So I downloaded the new Penny Arcade game yesterday, and like many I imagine, I was struck by how good the thing is. It shouldn’t be good! This is where those loud-mouthed big-word-using web-comic-making game critics get their utlimate come-uppence, right? Actually, I like Penny Arcade, so I never wished them any ill will. But it takes a certain confidence to make a game just because you have a successful web-comic about games, or just because you’re rich and popular. Who are they to make a game?

Apparently, they’re good game designers, because so far, it’s damned good.

The game is very writerly; I append that adjective in the kindest manner possible.

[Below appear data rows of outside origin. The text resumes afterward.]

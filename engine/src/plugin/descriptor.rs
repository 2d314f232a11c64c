// SPDX-License-Identifier: Apache-2.0

//! A connected pair of stream endpoints, one kept in the engine and one
//! handed to a freshly spawned child so it can reconstitute its end of the
//! multiplexed session from an inherited descriptor.

use crate::error::{Error, ErrorKind};
use std::os::fd::{IntoRawFd, RawFd};
use tokio::net::UnixStream;

/// The smallest descriptor number a child may inherit an IPC endpoint on;
/// 0/1/2 are stdio and are reserved.
pub const MIN_INHERITABLE_FD: RawFd = 3;

/// The engine-side end of a descriptor pair, already a usable async stream.
pub struct EngineEndpoint(pub UnixStream);

/// The child-side end of a descriptor pair, packaged for inheritance.
/// Dropping this without calling [`ChildEndpoint::into_inherited_fd`] closes
/// the underlying descriptor, which is what the parent wants once the child
/// has actually started (the wrapper's only job is to survive from
/// `socketpair` to `exec`).
pub struct ChildEndpoint(std::os::unix::net::UnixStream);

impl ChildEndpoint {
	/// Consumes the wrapper and returns the raw descriptor to pass to
	/// [`std::process::Command::fd_mappings`]-style inheritance. The caller
	/// owns the descriptor from this point; it is the child's job (via the
	/// SDK) to close it when done.
	pub fn into_inherited_fd(self) -> RawFd {
		self.0.into_raw_fd()
	}
}

/// Creates a connected pair of local stream endpoints: one ready for the
/// multiplexer, one packaged for inheritance by a child process about to be
/// spawned. Builtins never call this — they have no child and no IPC.
pub fn new_pair() -> Result<(EngineEndpoint, ChildEndpoint), Error> {
	let (a, b) = std::os::unix::net::UnixStream::pair().map_err(|e| {
		Error::with_source(
			ErrorKind::IpcSetupFailed,
			"failed to create descriptor pair for plugin launch",
			e,
		)
	})?;

	a.set_nonblocking(true).map_err(|e| {
		Error::with_source(ErrorKind::IpcSetupFailed, "failed to configure engine endpoint", e)
	})?;

	let engine_side = UnixStream::from_std(a).map_err(|e| {
		Error::with_source(
			ErrorKind::IpcSetupFailed,
			"failed to hand descriptor pair to the async runtime",
			e,
		)
	})?;

	Ok((EngineEndpoint(engine_side), ChildEndpoint(b)))
}

#[cfg(test)]
mod tests {
	use super::*;

	#[tokio::test]
	async fn pair_is_connected() {
		use tokio::io::{AsyncReadExt, AsyncWriteExt};

		let (mut engine_side, child_side) = new_pair().expect("pair created");
		let fd = child_side.into_inherited_fd();
		assert!(fd >= MIN_INHERITABLE_FD);

		// SAFETY: this fd was just produced by `into_inherited_fd` above and
		// is not owned anywhere else in this test.
		let mut child_side = unsafe {
			use std::os::fd::FromRawFd;
			std::os::unix::net::UnixStream::from_raw_fd(fd)
		};
		child_side.set_nonblocking(true).unwrap();
		let mut child_side = UnixStream::from_std(child_side).unwrap();

		engine_side.0.write_all(b"hello").await.unwrap();
		let mut buf = [0u8; 5];
		child_side.read_exact(&mut buf).await.unwrap();
		assert_eq!(&buf, b"hello");
	}
}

Besides a bit of initial spoken narrative, there’s a lot of reading to be had here, whether it’s bits of dialogue between characters or descriptions of items in the environment. The game is also presented in the context of a comic strip; movement from one part of a level to the next is done by “changing panels,” at which point the characters are transported to the next panel in a strip, which can therefore change perspectives and locations. It’s a bit difficult to describe and it works very well in practice. The battle system seems cool, but I haven’t put in enough time to make any kind of quality judgement about it.

Like a new book or CD, sometimes you just know when you first press start that a game is going to hook you, that there’s something there that’s enticing and that you have to coax it out. This game is actually making me take a break from GTA IV.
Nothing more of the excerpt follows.